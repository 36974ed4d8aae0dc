use std::sync::Arc;

use chrono::{NaiveDateTime, Utc};
use tokio::sync::Mutex;
use tokio::task::JoinHandle;
use tokio::time::{Duration, Instant, interval_at};

use crate::error::ScrapeError;
use crate::models::auction::{NewAuction, RunOutcome, RunReport, RunStage};
use crate::scrapers::eex::parse_results_page;
use crate::scrapers::fetch::{FetchClient, Interrupt};
use crate::services::auction_repository::AuctionRepository;

/// Runs the fetch → extract → de-duplicate → persist pipeline.
///
/// Scheduled and manual runs share one instance; a run holds `run_lock` from
/// start to finish so two runs never race on the duplicate check.
pub struct AuctionScraper {
    fetcher: FetchClient,
    repository: Arc<dyn AuctionRepository>,
    source_url: String,
    clock: fn() -> NaiveDateTime,
    run_lock: Mutex<()>,
}

impl AuctionScraper {
    pub fn new(
        fetcher: FetchClient,
        repository: Arc<dyn AuctionRepository>,
        source_url: impl Into<String>,
    ) -> Self {
        Self {
            fetcher,
            repository,
            source_url: source_url.into(),
            clock: || Utc::now().naive_utc(),
            run_lock: Mutex::new(()),
        }
    }

    /// Replace the wall clock used for the auction date and creation time.
    pub fn with_clock(mut self, clock: fn() -> NaiveDateTime) -> Self {
        self.clock = clock;
        self
    }

    /// Execute one full run. Never fails: errors end up in the report.
    pub async fn run_once(&self) -> RunReport {
        let _guard = self.run_lock.lock().await;
        tracing::info!("Starting auction data scraping from {}", self.source_url);

        let mut stage = RunStage::Idle;
        match self.execute(&mut stage).await {
            Ok(report) => {
                tracing::info!(
                    "Auction scraping completed: saved={}, regions={}, technologies={}",
                    report.saved,
                    report.region_count,
                    report.technology_count
                );
                report
            }
            Err(e) => {
                tracing::error!("Auction scraping failed during {:?}: {}", stage, e);
                RunReport::failed(stage, e.to_string())
            }
        }
    }

    async fn execute(&self, stage: &mut RunStage) -> Result<RunReport, ScrapeError> {
        *stage = RunStage::Fetching;
        let body = self.fetcher.fetch(&self.source_url).await?;

        let now = (self.clock)();
        let scraped = parse_results_page(&body, now.date(), stage)?;
        let auction = NewAuction::from_scraped(scraped, now);
        let region_count = auction.regions.len();
        let technology_count = auction.technologies.len();

        *stage = RunStage::CheckingDuplicate;
        let existing = self
            .repository
            .find_by_natural_key(auction.auction_date, &auction.production_month)
            .await?;

        if let Some(existing) = existing {
            tracing::info!(
                "Auction for {} (production: {}) already exists as #{}, skipping",
                auction.auction_date,
                auction.production_month,
                existing.id
            );
            *stage = RunStage::Done;
            return Ok(RunReport::skipped(RunOutcome::Duplicate, region_count, technology_count));
        }

        if auction.is_empty() {
            tracing::warn!("No auction data found to save");
            *stage = RunStage::Done;
            return Ok(RunReport::skipped(RunOutcome::NothingToSave, 0, 0));
        }

        *stage = RunStage::Persisting;
        let saved = self.repository.save(auction).await?;
        tracing::info!(
            "Saved new auction #{}: {} regions, {} technologies",
            saved.id,
            saved.regions.len(),
            saved.technologies.len()
        );

        *stage = RunStage::Done;
        Ok(RunReport::saved(saved.id, region_count, technology_count))
    }
}

/// Spawn the recurring scrape. The first run happens immediately when
/// `run_on_startup` is set, otherwise after one `every` period.
pub fn start_auction_scraper_job(
    scraper: Arc<AuctionScraper>,
    every: Duration,
    run_on_startup: bool,
    interrupt: Interrupt,
) -> JoinHandle<()> {
    tokio::spawn(async move {
        let first = if run_on_startup {
            Instant::now()
        } else {
            Instant::now() + every
        };
        let mut interval = interval_at(first, every);

        loop {
            tokio::select! {
                _ = interval.tick() => {
                    tracing::info!("Starting scheduled auction scraper");
                    let report = scraper.run_once().await;
                    if let RunOutcome::Failed { stage, reason } = &report.outcome {
                        tracing::warn!(
                            "Scheduled scrape failed during {:?}: {}; next attempt in {:?}",
                            stage,
                            reason,
                            every
                        );
                    }
                }
                _ = interrupt.fired() => {
                    tracing::info!("Auction scraper job stopping");
                    break;
                }
            }
        }
    })
}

§ WHAT THE TASK ASKS
For each line in the material above that contains the string "scraped", make a copy.

§ PROBLEM SOLUTION
        let scraped = parse_results_page(&body, now.date(), stage)?;
        let auction = NewAuction::from_scraped(scraped, now);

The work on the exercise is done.